▶ The task
Within the listing below, please copy exactly the lines between the line holding "return Some(found);" and the line holding "for stack in", inclusive.

▶ Data supplied

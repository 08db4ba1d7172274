use crate::domain::repository::TagRepository;
use crate::domain::types::{NewTag, Tag};
use crate::error::RecipesServiceError;

pub struct ListTagsUseCase<T: TagRepository> {
    pub tags: T,
}

impl<T: TagRepository> ListTagsUseCase<T> {
    pub async fn execute(&self) -> Result<Vec<Tag>, RecipesServiceError> {
        self.tags.list().await
    }
}

pub struct GetTagUseCase<T: TagRepository> {
    pub tags: T,
}

impl<T: TagRepository> GetTagUseCase<T> {
    pub async fn execute(&self, id: i32) -> Result<Tag, RecipesServiceError> {
        self.tags
            .find_by_id(id)
            .await?
            .ok_or(RecipesServiceError::TagNotFound)
    }
}

pub struct CreateTagUseCase<T: TagRepository> {
    pub tags: T,
}

impl<T: TagRepository> CreateTagUseCase<T> {
    pub async fn execute(&self, input: NewTag) -> Result<Tag, RecipesServiceError> {
        input.validate()?;
        let tag = self.tags.create(&input).await?;
        tracing::info!(tag_id = tag.id, slug = %tag.slug, "tag created");
        Ok(tag)
    }
}
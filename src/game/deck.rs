//! Draw Deck and Discard Pile
//!
//! Both are owned by the engine and mutated only from its task. The deck is
//! composed at game start from the catalog's multiplicities minus every card
//! already dealt, then shuffled with the engine's RNG. When the deck runs
//! dry the discard pile is shuffled back in.

use serde::{Deserialize, Serialize};

use crate::cards::{deck_multiset, CardId};
use crate::core::rng::GameRng;

/// The engine's card pools.
#[derive(Clone, Debug, Default, Serialize, Deserialize)]
pub struct Deck {
    draw: Vec<CardId>,
    discard: Vec<CardId>,
}

impl Deck {
    /// Compose and shuffle the draw deck: the full catalog multiset minus
    /// `dealt` (cards already in hands and words).
    pub fn build_excluding(dealt: &[CardId], rng: &mut GameRng) -> Self {
        let mut draw = deck_multiset();
        for &card in dealt {
            if let Some(pos) = draw.iter().position(|&c| c == card) {
                draw.swap_remove(pos);
            }
        }
        rng.shuffle(&mut draw);
        Self { draw, discard: Vec::new() }
    }

    /// Draw the top card, reshuffling the discard pile in when the deck is
    /// empty. `None` only when both pools are exhausted.
    pub fn draw(&mut self, rng: &mut GameRng) -> Option<CardId> {
        if self.draw.is_empty() && !self.discard.is_empty() {
            std::mem::swap(&mut self.draw, &mut self.discard);
            rng.shuffle(&mut self.draw);
        }
        self.draw.pop()
    }

    /// Put a card on the discard pile.
    pub fn discard(&mut self, card: CardId) {
        self.discard.push(card);
    }

    /// Cards left to draw.
    pub fn draw_len(&self) -> usize {
        self.draw.len()
    }

    /// Cards discarded so far.
    pub fn discard_len(&self) -> usize {
        self.discard.len()
    }
}
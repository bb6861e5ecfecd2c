//! Client-Side State Projection
//!
//! A fact-driven reducer over the server's packet stream. The UI layers sit
//! on top of this: they read the projection, send intent packets, and tell
//! the reducer which of their own cards left the hand. Replaying a full
//! packet log against a fresh reducer reconstructs the projection exactly.

use crate::cards::CardId;
use crate::protocol::{ChoiceMode, DisconnectReason, ServerPacket, StackState};
use crate::rules::WordView;
use crate::STARTING_WORD_SIZE;

/// A question from the server awaiting a local answer.
#[derive(Clone, Debug, PartialEq, Eq)]
pub enum ClientPrompt {
    /// Arrange the drawn cards into a starting word.
    ChooseWord {
        /// The dealt cards, in server order.
        drawn: [CardId; STARTING_WORD_SIZE],
    },
    /// Pick cards from an offer.
    CardChoice {
        /// Cardinality constraint on the reply.
        mode: ChoiceMode,
        /// Constraint operand.
        count: u32,
        /// Cards on offer.
        offered: Vec<CardId>,
    },
    /// Decide whether to negate an opposing power card.
    Negation {
        /// The power card in flight.
        card: CardId,
    },
}

/// Everything a client knows about the game.
///
/// Words are indexed by seat (the order of `players`), not by player id.
#[derive(Clone, Debug, Default, PartialEq, Eq)]
pub struct ClientGameState {
    /// Own player id, known once the first snapshot arrives.
    pub my_id: Option<u8>,
    /// Seated players as `(id, name)`.
    pub players: Vec<(u8, String)>,
    /// Own hand, mirroring the server's ordering.
    pub hand: Vec<CardId>,
    /// Every player's word, one stack list per seat.
    pub words: Vec<Vec<StackState>>,
    /// Whose turn it is, between StartTurn and EndTurn.
    pub current: Option<u8>,
    /// Open prompt, if the server is waiting on this client.
    pub prompt: Option<ClientPrompt>,
    /// Set when the server closed the session.
    pub disconnect: Option<DisconnectReason>,
}

impl ClientGameState {
    /// An empty projection, before any packet.
    pub fn new() -> Self {
        Self::default()
    }

    /// Fold one fact packet into the projection.
    ///
    /// `HeartbeatRequest` is transport-level and ignored here; the
    /// connection layer echoes it.
    pub fn apply(&mut self, packet: &ServerPacket) {
        match packet {
            ServerPacket::HeartbeatRequest => {}
            ServerPacket::StartTurn { player } => self.current = Some(*player),
            ServerPacket::EndTurn { .. } => self.current = None,
            ServerPacket::Draw { player, card } => {
                // Only the drawing player sees the card.
                if let (Some(card), Some(me)) = (card, self.my_id) {
                    if *player == me {
                        self.hand.push(*card);
                    }
                }
            }
            ServerPacket::StartGame(snapshot) => {
                self.my_id = Some(snapshot.your_id);
                self.players = snapshot.players.clone();
                self.hand = snapshot.your_hand.clone();
                self.words = snapshot.words.clone();
                self.current = None;
                self.prompt = None;
            }
            ServerPacket::AddSoundToStack { player, stack, card } => {
                if let Some(s) = self.stack_mut(*player, *stack) {
                    s.cards.push(*card);
                }
            }
            ServerPacket::StackLockChanged { player, stack, locked } => {
                if let Some(s) = self.stack_mut(*player, *stack) {
                    s.locked = *locked;
                }
            }
            ServerPacket::CardChoiceChallenge { mode, count, offered } => {
                self.prompt = Some(ClientPrompt::CardChoice {
                    mode: *mode,
                    count: *count,
                    offered: offered.clone(),
                });
            }
            ServerPacket::PromptNegation { card } => {
                self.prompt = Some(ClientPrompt::Negation { card: *card });
            }
            ServerPacket::WordChoice { word } => {
                self.prompt = Some(ClientPrompt::ChooseWord { drawn: *word });
            }
            ServerPacket::Disconnect { reason } => self.disconnect = Some(*reason),
        }
    }

    /// Record that one of our own cards left the hand (played or discarded).
    /// The server never announces this; the UI knows what it sent.
    pub fn note_card_spent(&mut self, card: CardId) {
        if let Some(pos) = self.hand.iter().position(|&c| c == card) {
            self.hand.remove(pos);
        }
        self.prompt = None;
    }

    /// True when it is this client's turn.
    pub fn is_my_turn(&self) -> bool {
        self.my_id.is_some() && self.current == self.my_id
    }

    /// Seat index of a player id.
    pub fn seat_of(&self, player: u8) -> Option<usize> {
        self.players.iter().position(|(id, _)| *id == player)
    }

    /// Rule-evaluation view of a player's word, for move legality checks
    /// before sending an intent. Shares the server's validator.
    pub fn word_view(&self, player: u8) -> Option<SnapshotView<'_>> {
        let seat = self.seat_of(player)?;
        Some(SnapshotView {
            stacks: &self.words[seat],
            own: self.my_id == Some(player),
        })
    }

    fn stack_mut(&mut self, player: u8, stack: u32) -> Option<&mut StackState> {
        let seat = self.seat_of(player)?;
        self.words.get_mut(seat)?.get_mut(stack as usize)
    }
}

/// Read-only validator view over a wire snapshot.
#[derive(Clone, Copy, Debug)]
pub struct SnapshotView<'a> {
    stacks: &'a [StackState],
    own: bool,
}

impl<'a> SnapshotView<'a> {
    /// View `stacks` as a word; `own` marks it as the viewer's own word.
    pub fn new(stacks: &'a [StackState], own: bool) -> Self {
        Self { stacks, own }
    }
}

impl WordView for SnapshotView<'_> {
    fn len(&self) -> usize {
        self.stacks.len()
    }
    fn top(&self, i: usize) -> CardId {
        // Stacks on the wire are never empty.
        self.stacks[i].cards[self.stacks[i].cards.len() - 1]
    }
    fn is_own_word(&self) -> bool {
        self.own
    }
    fn stack_is_locked(&self, i: usize) -> bool {
        self.stacks[i].locked
    }
    fn stack_is_full(&self, i: usize) -> bool {
        self.stacks[i].cards.len() >= crate::MAX_STACK_HEIGHT
    }
}

#[cfg(test)]
mod tests {
    use super::*;
    use crate::game::engine::{Effect, EngineConfig, GameEngine, GamePhase};
    use crate::game::ConnId;
    use crate::protocol::ClientPacket;
    use crate::rules::{validate_initial_word, validate_play_sound, PlayDecision};

    #[test]
    fn test_reducer_applies_deltas() {
        let mut state = ClientGameState::new();
        state.apply(&ServerPacket::StartGame(crate::protocol::StartGame {
            your_id: 0,
            players: vec![(0, "ada".to_owned()), (1, "bab".to_owned())],
            your_hand: vec![CardId::Ck, CardId::Va],
            words: vec![
                vec![StackState { cards: vec![CardId::Cf], locked: false }],
                vec![StackState { cards: vec![CardId::Cm], locked: false }],
            ],
        }));
        state.apply(&ServerPacket::StartTurn { player: 1 });
        assert!(!state.is_my_turn());

        state.apply(&ServerPacket::AddSoundToStack { player: 1, stack: 0, card: CardId::Cn });
        assert_eq!(state.words[1][0].cards, vec![CardId::Cm, CardId::Cn]);

        state.apply(&ServerPacket::StackLockChanged { player: 0, stack: 0, locked: true });
        assert!(state.words[0][0].locked);

        // Hidden draws leave the hand alone; own draws grow it.
        state.apply(&ServerPacket::Draw { player: 1, card: None });
        assert_eq!(state.hand.len(), 2);
        state.apply(&ServerPacket::EndTurn { player: 1 });
        state.apply(&ServerPacket::StartTurn { player: 0 });
        state.apply(&ServerPacket::Draw { player: 0, card: Some(CardId::Cs) });
        assert_eq!(state.hand, vec![CardId::Ck, CardId::Va, CardId::Cs]);
        assert!(state.is_my_turn());
    }

    #[test]
    fn test_prompts_latch_until_answered() {
        let mut state = ClientGameState::new();
        state.apply(&ServerPacket::PromptNegation { card: CardId::PBabel });
        assert_eq!(state.prompt, Some(ClientPrompt::Negation { card: CardId::PBabel }));
        state.note_card_spent(CardId::PNegation);
        assert_eq!(state.prompt, None);
    }

    /// Search the permutations of a deal for a legal arrangement.
    fn find_valid_arrangement(
        drawn: &[CardId; STARTING_WORD_SIZE],
    ) -> Option<[CardId; STARTING_WORD_SIZE]> {
        fn rec(
            arr: &mut [CardId; STARTING_WORD_SIZE],
            k: usize,
            drawn: &[CardId; STARTING_WORD_SIZE],
        ) -> Option<[CardId; STARTING_WORD_SIZE]> {
            if k == arr.len() {
                return validate_initial_word(arr, drawn).ok().map(|_| *arr);
            }
            for i in k..arr.len() {
                arr.swap(k, i);
                if let Some(found) = rec(arr, k + 1, drawn) {
                    return Some(found);
                }
                arr.swap(k, i);
            }
            None
        }
        let mut arr = *drawn;
        rec(&mut arr, 0, drawn)
    }

    /// Feed every Send effect into the matching reducer; panic on kicks.
    fn dispatch(effects: &[Effect], clients: &mut [(ConnId, ClientGameState); 2]) {
        for effect in effects {
            match effect {
                Effect::Send { conn, packet } => {
                    for (c, state) in clients.iter_mut() {
                        if c == conn {
                            state.apply(packet);
                        }
                    }
                }
                Effect::Kick { conn, reason } => panic!("unexpected kick of {conn}: {reason:?}"),
            }
        }
    }

    /// The current player's first legal sound play, as `(hand card, target
    /// player, stack)`. Uses the shared validator over the client snapshot.
    fn find_sound_play(state: &ClientGameState) -> Option<(CardId, u8, u32)> {
        for &card in &state.hand {
            if !card.is_sound() {
                continue;
            }
            for &(target, _) in &state.players {
                let view = state.word_view(target)?;
                for stack in 0..view.len() {
                    if validate_play_sound(card, &view, stack) == PlayDecision::Valid {
                        return Some((card, target, stack as u32));
                    }
                }
            }
        }
        None
    }

    /// Drive a whole game through the engine while mirroring both clients
    /// through the reducer; afterwards every projection field matches the
    /// authoritative state.
    #[test]
    fn test_full_game_log_replay_matches_server() {
        'seeds: for seed in 0..64u64 {
            let mut engine = GameEngine::new(EngineConfig { password: "p".to_owned(), seed });
            let c0 = ConnId(1);
            let c1 = ConnId(2);
            let mut clients =
                [(c0, ClientGameState::new()), (c1, ClientGameState::new())];

            let effects = engine.on_packet(
                c0,
                ClientPacket::Login { name: "A".to_owned(), password: "p".to_owned() },
            );
            dispatch(&effects, &mut clients);
            let effects = engine.on_packet(
                c1,
                ClientPacket::Login { name: "B".to_owned(), password: "p".to_owned() },
            );
            dispatch(&effects, &mut clients);

            for i in 0..2 {
                let Some(ClientPrompt::ChooseWord { drawn }) = clients[i].1.prompt.clone() else {
                    panic!("no deal for client {i}");
                };
                let Some(word) = find_valid_arrangement(&drawn) else {
                    continue 'seeds;
                };
                let effects =
                    engine.on_packet(clients[i].0, ClientPacket::WordChoice { word });
                dispatch(&effects, &mut clients);
            }
            assert_eq!(engine.phase(), GamePhase::Running);

            for _ in 0..8 {
                let current = engine.current_player();
                let i = clients.iter().position(|(_, s)| s.my_id == Some(current)).unwrap();
                let (conn, intent, spent) = match find_sound_play(&clients[i].1) {
                    Some((card, target, stack)) => {
                        let hand_idx =
                            clients[i].1.hand.iter().position(|&c| c == card).unwrap() as u32;
                        (
                            clients[i].0,
                            ClientPacket::PlaySingleTarget {
                                hand_idx,
                                target_player: target,
                                target_stack: stack,
                            },
                            card,
                        )
                    }
                    None => (
                        clients[i].0,
                        ClientPacket::Pass { discard_hand_idx: 0 },
                        clients[i].1.hand[0],
                    ),
                };
                clients[i].1.note_card_spent(spent);
                let effects = engine.on_packet(conn, intent);
                dispatch(&effects, &mut clients);
            }

            // Projection equality, field by field.
            for (_, state) in &clients {
                let me = state.my_id.unwrap() as usize;
                assert_eq!(state.hand, engine.players()[me].hand);
                assert_eq!(state.current, Some(engine.current_player()));
                for (seat, player) in engine.players().iter().enumerate() {
                    assert_eq!(state.players[seat], (player.id, player.name.clone()));
                    assert_eq!(state.words[seat], player.word.as_ref().unwrap().snapshot());
                }
            }
            return;
        }
        panic!("no seed produced arrangeable deals for both players");
    }
}
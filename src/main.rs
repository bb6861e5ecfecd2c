//! Prescriptivism Game Server
//!
//! Authoritative server for a two-player session. Binds a TCP listener,
//! hands accepted sockets to the network layer, and exits when the game is
//! abandoned or the process is interrupted.

use std::net::SocketAddr;
use std::time::{SystemTime, UNIX_EPOCH};

use anyhow::Context;
use clap::Parser;
use tracing::info;
use tracing_subscriber::EnvFilter;

use prescriptivism::network::{GameServer, ServerConfig};
use prescriptivism::{DEFAULT_PORT, VERSION};

#[derive(Debug, Parser)]
#[command(name = "prescriptivism-server", version, about)]
struct Args {
    /// Port to listen on.
    #[arg(long, default_value_t = DEFAULT_PORT)]
    port: u16,

    /// Password clients must present on login.
    #[arg(long, default_value = "")]
    pwd: String,

    /// RNG seed; defaults to the wall clock for a fresh deal each run.
    #[arg(long)]
    seed: Option<u64>,
}

#[tokio::main]
async fn main() -> anyhow::Result<()> {
    tracing_subscriber::fmt()
        .with_env_filter(EnvFilter::try_from_default_env().unwrap_or_else(|_| EnvFilter::new("info")))
        .init();

    let args = Args::try_parse().unwrap_or_else(|err| {
        // Exit code 1 on bad arguments, not clap's default 2.
        let _ = err.print();
        std::process::exit(1);
    });
    info!("Prescriptivism Server v{VERSION}");

    let seed = match args.seed {
        Some(seed) => seed,
        None => SystemTime::now()
            .duration_since(UNIX_EPOCH)
            .context("system clock before the epoch")?
            .as_nanos() as u64,
    };

    let config = ServerConfig {
        bind_addr: SocketAddr::from(([0, 0, 0, 0], args.port)),
        password: args.pwd,
        seed,
        ..ServerConfig::default()
    };
    let server = GameServer::bind(config).await.context("failed to bind listener")?;
    let shutdown = server.shutdown_handle();

    tokio::spawn(async move {
        if tokio::signal::ctrl_c().await.is_ok() {
            info!("interrupt received");
            let _ = shutdown.send(());
        }
    });

    server.run().await.context("server failed")?;
    Ok(())
}
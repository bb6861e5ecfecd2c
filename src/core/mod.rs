//! Deterministic primitives shared by the engine.

pub mod rng;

▶ Response
                    return Some(found);
                }
                arr.swap(k, i);
            }
            None
        }
        let mut arr = *drawn;
        rec(&mut arr, 0, drawn)
    }

    /// Feed every Send effect into the matching reducer; panic on kicks.
    fn dispatch(effects: &[Effect], clients: &mut [(ConnId, ClientGameState); 2]) {
        for effect in effects {
            match effect {
                Effect::Send { conn, packet } => {
                    for (c, state) in clients.iter_mut() {
                        if c == conn {
                            state.apply(packet);
                        }
                    }
                }
                Effect::Kick { conn, reason } => panic!("unexpected kick of {conn}: {reason:?}"),
            }
        }
    }

    /// The current player's first legal sound play, as `(hand card, target
    /// player, stack)`. Uses the shared validator over the client snapshot.
    fn find_sound_play(state: &ClientGameState) -> Option<(CardId, u8, u32)> {
        for &card in &state.hand {
            if !card.is_sound() {
                continue;
            }
            for &(target, _) in &state.players {
                let view = state.word_view(target)?;
                for stack in 0..view.len() {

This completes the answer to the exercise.